Look at the entries below and restate word for word the lines from the first through the one that has "pub struct HealthResponse".

Dataset entries
------------------------------------------------------------------------

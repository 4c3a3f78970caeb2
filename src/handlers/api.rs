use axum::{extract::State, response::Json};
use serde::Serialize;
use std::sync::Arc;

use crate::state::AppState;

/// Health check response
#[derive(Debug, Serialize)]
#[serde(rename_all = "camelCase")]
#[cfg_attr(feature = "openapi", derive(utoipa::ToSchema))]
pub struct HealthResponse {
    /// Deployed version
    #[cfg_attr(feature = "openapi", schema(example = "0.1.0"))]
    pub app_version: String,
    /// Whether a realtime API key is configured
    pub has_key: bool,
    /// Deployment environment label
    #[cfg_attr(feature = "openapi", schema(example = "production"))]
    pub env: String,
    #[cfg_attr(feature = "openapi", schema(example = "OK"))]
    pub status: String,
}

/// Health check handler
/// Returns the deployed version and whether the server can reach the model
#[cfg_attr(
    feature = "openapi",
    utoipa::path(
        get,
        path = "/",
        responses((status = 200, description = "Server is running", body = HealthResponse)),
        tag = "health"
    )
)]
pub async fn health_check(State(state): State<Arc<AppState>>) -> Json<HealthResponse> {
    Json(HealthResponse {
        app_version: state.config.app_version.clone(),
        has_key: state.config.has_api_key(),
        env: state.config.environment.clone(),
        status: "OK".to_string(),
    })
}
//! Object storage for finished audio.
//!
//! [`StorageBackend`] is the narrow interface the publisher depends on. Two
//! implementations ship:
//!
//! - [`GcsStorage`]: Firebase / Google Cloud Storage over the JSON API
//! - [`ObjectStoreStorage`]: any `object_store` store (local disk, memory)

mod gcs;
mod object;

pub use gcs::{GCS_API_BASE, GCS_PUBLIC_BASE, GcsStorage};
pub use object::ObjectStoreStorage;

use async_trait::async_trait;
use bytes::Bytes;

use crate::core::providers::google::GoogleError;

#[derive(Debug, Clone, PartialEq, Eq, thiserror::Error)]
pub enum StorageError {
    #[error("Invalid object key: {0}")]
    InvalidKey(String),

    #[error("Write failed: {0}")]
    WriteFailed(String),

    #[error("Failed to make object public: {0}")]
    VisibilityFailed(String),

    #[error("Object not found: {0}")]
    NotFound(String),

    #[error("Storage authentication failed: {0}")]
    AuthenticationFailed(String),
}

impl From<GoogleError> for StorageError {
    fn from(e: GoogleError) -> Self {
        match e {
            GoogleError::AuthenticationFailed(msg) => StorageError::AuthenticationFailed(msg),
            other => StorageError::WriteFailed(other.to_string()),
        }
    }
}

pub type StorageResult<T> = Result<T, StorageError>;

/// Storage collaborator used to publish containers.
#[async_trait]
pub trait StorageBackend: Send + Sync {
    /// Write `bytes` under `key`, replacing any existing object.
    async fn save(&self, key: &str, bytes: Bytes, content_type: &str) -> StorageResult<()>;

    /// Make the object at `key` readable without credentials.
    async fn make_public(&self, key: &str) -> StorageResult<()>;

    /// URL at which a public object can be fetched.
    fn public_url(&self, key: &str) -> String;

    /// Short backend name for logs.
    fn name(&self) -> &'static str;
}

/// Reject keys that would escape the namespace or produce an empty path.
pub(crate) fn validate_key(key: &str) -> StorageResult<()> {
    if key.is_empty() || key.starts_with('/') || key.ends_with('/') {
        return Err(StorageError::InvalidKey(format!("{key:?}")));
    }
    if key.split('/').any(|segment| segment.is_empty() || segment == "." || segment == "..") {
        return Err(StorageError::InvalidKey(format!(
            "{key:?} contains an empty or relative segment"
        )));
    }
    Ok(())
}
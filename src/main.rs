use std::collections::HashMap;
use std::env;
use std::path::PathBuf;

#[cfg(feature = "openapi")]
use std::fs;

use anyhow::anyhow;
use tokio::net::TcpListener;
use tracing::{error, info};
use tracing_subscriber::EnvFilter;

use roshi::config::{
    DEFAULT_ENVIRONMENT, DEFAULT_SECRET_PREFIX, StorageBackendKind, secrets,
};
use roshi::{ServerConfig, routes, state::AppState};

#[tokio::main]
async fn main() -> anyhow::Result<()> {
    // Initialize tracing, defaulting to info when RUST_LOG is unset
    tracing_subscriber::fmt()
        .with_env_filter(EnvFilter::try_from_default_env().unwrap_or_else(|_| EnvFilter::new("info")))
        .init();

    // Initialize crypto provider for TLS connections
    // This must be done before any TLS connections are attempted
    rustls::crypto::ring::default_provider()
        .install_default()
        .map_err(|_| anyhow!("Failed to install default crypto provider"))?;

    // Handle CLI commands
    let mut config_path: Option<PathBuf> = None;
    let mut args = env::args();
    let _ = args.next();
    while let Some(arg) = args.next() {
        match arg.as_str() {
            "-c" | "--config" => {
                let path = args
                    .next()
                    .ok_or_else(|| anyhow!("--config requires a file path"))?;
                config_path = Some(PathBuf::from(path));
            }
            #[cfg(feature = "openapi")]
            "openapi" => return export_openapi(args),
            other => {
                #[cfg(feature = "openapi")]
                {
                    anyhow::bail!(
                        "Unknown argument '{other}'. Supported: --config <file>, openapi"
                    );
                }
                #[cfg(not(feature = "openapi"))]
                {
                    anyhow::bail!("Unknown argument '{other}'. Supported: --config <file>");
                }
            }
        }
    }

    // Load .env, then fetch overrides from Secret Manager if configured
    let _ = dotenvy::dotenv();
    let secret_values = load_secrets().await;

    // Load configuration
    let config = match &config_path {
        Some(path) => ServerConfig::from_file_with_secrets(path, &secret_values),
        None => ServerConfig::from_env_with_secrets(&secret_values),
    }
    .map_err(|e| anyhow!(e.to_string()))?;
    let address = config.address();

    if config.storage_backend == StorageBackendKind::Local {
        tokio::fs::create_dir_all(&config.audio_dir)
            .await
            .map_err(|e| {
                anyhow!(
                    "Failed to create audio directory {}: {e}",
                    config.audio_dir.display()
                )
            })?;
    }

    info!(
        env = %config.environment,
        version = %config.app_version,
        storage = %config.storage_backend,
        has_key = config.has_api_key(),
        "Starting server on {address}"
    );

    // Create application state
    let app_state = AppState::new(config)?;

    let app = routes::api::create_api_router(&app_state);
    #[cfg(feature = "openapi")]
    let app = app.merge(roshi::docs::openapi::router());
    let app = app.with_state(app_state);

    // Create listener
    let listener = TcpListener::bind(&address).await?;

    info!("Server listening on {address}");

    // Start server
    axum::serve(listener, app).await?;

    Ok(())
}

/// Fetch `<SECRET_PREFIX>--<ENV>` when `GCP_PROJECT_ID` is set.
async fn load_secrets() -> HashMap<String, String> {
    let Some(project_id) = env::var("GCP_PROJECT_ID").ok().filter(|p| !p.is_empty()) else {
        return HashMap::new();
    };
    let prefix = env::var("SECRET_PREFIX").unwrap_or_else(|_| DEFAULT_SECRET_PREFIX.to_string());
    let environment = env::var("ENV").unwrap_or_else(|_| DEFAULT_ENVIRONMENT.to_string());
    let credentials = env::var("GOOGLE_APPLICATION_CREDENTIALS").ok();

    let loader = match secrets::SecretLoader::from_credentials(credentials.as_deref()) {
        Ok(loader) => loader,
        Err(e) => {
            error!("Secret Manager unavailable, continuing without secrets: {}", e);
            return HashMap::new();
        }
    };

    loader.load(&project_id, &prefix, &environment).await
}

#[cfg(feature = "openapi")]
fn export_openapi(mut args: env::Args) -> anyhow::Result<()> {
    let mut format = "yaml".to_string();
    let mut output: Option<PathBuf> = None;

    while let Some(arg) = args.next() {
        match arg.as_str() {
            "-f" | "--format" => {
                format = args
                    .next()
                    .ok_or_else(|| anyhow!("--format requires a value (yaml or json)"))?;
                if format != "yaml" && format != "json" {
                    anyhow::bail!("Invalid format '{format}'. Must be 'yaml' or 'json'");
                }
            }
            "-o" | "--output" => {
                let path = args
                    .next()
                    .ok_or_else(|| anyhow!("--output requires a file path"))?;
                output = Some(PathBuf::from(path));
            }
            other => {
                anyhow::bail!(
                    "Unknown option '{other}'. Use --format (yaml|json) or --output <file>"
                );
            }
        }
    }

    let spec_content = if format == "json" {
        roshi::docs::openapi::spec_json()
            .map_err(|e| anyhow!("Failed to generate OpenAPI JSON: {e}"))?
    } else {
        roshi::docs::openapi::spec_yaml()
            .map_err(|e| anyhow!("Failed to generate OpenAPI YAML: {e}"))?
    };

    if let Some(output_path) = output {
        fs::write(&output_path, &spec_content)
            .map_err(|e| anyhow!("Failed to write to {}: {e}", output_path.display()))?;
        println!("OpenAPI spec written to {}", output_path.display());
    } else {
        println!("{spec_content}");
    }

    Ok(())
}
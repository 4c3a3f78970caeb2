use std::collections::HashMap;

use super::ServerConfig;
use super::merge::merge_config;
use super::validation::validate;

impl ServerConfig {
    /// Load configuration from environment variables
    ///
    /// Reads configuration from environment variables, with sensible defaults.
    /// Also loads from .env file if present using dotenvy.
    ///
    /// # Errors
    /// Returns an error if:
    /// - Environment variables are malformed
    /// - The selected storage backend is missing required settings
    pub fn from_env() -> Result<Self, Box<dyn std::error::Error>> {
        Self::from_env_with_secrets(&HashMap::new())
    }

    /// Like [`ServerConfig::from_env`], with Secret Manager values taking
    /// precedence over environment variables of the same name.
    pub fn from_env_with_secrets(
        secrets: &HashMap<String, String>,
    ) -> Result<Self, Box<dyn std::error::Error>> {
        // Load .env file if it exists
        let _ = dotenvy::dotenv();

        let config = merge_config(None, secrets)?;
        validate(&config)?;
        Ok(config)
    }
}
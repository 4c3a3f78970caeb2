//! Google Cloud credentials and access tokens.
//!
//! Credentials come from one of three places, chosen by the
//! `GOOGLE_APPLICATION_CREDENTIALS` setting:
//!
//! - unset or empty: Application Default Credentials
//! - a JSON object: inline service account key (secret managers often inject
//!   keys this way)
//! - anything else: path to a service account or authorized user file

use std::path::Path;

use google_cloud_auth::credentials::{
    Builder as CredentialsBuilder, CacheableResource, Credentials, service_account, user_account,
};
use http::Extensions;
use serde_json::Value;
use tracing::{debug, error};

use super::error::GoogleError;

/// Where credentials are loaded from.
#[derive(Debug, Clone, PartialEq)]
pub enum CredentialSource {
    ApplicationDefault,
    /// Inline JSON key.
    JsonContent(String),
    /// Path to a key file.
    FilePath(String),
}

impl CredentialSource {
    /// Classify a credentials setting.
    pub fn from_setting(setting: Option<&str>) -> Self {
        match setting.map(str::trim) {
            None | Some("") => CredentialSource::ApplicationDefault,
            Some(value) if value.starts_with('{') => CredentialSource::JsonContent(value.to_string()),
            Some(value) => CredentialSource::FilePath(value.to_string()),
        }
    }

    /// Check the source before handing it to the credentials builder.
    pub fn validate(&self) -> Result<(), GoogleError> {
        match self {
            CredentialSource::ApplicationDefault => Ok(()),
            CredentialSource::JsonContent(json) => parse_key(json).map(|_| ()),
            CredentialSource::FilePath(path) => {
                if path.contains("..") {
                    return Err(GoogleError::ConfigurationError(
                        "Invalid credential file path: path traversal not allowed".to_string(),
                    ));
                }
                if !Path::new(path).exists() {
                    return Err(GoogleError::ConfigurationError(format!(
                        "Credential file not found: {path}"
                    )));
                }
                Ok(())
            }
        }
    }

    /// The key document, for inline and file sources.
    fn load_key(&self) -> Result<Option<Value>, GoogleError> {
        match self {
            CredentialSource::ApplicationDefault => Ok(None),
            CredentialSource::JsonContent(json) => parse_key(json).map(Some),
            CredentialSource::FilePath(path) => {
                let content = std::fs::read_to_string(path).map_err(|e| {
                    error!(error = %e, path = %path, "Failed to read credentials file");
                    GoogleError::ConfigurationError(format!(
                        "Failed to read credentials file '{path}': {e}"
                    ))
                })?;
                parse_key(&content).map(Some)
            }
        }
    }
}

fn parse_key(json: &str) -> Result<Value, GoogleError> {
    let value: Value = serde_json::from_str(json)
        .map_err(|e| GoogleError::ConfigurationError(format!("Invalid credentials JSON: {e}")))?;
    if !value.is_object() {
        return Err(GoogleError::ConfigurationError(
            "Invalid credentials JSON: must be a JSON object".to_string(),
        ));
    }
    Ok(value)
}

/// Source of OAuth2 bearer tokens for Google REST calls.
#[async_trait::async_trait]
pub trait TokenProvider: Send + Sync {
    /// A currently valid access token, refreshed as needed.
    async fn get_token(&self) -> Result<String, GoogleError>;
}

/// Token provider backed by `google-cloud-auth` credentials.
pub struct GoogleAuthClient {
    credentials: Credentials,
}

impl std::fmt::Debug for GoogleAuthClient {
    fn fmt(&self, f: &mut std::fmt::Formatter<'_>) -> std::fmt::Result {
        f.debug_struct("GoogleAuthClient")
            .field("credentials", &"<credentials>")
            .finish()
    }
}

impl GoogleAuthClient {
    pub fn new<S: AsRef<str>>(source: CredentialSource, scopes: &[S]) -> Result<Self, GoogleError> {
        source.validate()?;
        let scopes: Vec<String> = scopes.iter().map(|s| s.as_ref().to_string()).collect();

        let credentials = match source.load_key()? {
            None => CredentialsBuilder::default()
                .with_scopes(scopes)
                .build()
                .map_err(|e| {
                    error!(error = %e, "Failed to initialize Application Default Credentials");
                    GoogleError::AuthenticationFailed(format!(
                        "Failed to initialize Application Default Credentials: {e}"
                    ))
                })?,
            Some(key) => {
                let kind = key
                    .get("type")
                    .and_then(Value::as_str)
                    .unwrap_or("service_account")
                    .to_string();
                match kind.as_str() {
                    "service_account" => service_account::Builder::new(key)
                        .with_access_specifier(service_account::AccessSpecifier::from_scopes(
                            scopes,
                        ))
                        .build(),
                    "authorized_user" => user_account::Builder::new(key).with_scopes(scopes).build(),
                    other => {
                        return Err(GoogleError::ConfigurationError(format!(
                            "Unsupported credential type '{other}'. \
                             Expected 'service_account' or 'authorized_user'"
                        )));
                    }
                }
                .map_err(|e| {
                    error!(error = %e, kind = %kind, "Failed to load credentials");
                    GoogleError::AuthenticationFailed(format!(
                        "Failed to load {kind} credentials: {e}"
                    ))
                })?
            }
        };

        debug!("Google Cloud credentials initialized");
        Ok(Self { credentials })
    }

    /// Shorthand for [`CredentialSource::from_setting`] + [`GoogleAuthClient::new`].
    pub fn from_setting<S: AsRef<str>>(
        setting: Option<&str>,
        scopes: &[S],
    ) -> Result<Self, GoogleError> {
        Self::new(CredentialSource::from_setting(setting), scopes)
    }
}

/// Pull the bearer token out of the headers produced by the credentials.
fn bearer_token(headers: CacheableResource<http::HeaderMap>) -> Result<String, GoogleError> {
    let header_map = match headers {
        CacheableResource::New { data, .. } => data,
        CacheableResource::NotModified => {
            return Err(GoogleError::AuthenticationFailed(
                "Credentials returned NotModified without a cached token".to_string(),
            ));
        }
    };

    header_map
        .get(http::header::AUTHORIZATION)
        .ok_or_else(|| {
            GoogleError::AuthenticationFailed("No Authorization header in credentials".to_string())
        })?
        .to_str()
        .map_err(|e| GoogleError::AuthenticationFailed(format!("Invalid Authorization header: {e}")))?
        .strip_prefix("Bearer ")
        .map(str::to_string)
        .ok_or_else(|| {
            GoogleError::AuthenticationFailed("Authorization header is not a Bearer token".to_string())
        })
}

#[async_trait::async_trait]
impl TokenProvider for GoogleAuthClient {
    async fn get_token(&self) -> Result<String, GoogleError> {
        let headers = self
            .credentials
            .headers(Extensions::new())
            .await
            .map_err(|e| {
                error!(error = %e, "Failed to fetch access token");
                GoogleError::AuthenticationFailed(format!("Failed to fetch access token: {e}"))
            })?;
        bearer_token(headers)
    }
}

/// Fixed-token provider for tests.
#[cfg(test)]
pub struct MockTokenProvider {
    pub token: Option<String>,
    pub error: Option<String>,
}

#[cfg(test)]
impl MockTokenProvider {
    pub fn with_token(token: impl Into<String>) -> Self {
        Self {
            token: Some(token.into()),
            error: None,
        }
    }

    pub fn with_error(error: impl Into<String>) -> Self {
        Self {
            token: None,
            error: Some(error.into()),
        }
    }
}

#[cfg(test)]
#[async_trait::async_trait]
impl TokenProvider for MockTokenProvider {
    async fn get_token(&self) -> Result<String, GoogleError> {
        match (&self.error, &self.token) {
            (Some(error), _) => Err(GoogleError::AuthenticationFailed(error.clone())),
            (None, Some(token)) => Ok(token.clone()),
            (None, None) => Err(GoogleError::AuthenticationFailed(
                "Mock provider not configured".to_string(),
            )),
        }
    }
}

------------------------------------------------------------------------

• **Written answer**:
repository 4c3a3f78970caeb2
filename src/handlers/api.rs
use axum::{extract::State, response::Json};
use serde::Serialize;
use std::sync::Arc;

use crate::state::AppState;

/// Health check response
#[derive(Debug, Serialize)]
#[serde(rename_all = "camelCase")]
#[cfg_attr(feature = "openapi", derive(utoipa::ToSchema))]
pub struct HealthResponse {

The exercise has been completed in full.